▼

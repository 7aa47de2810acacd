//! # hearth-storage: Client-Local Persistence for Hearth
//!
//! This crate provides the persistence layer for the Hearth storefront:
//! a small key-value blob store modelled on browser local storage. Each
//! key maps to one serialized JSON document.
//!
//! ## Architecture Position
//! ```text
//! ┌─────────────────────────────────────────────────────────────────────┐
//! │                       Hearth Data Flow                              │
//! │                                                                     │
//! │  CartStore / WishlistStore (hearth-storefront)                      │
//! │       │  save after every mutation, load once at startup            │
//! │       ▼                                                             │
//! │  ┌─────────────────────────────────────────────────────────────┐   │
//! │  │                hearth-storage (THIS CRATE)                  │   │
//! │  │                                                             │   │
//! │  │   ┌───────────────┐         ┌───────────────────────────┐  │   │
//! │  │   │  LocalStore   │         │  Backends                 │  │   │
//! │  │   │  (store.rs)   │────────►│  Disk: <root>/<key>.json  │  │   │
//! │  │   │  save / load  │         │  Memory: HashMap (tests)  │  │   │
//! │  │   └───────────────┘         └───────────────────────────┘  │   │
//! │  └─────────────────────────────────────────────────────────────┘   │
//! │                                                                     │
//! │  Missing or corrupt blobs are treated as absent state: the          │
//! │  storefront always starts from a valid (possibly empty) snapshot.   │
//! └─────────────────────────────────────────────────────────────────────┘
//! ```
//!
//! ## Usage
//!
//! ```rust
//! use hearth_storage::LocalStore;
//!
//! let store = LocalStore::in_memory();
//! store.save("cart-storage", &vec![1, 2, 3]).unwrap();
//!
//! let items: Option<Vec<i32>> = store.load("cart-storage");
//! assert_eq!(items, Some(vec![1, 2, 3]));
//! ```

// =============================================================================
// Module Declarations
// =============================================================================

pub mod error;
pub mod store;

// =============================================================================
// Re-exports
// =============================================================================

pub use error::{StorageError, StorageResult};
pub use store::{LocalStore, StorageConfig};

▲

Lines in the material above that include the string "save" should be listed.

//! │       │  save after every mutation, load once at startup            │
//! │  │   │  save / load  │         │  Memory: HashMap (tests)  │  │   │
//! store.save("cart-storage", &vec![1, 2, 3]).unwrap();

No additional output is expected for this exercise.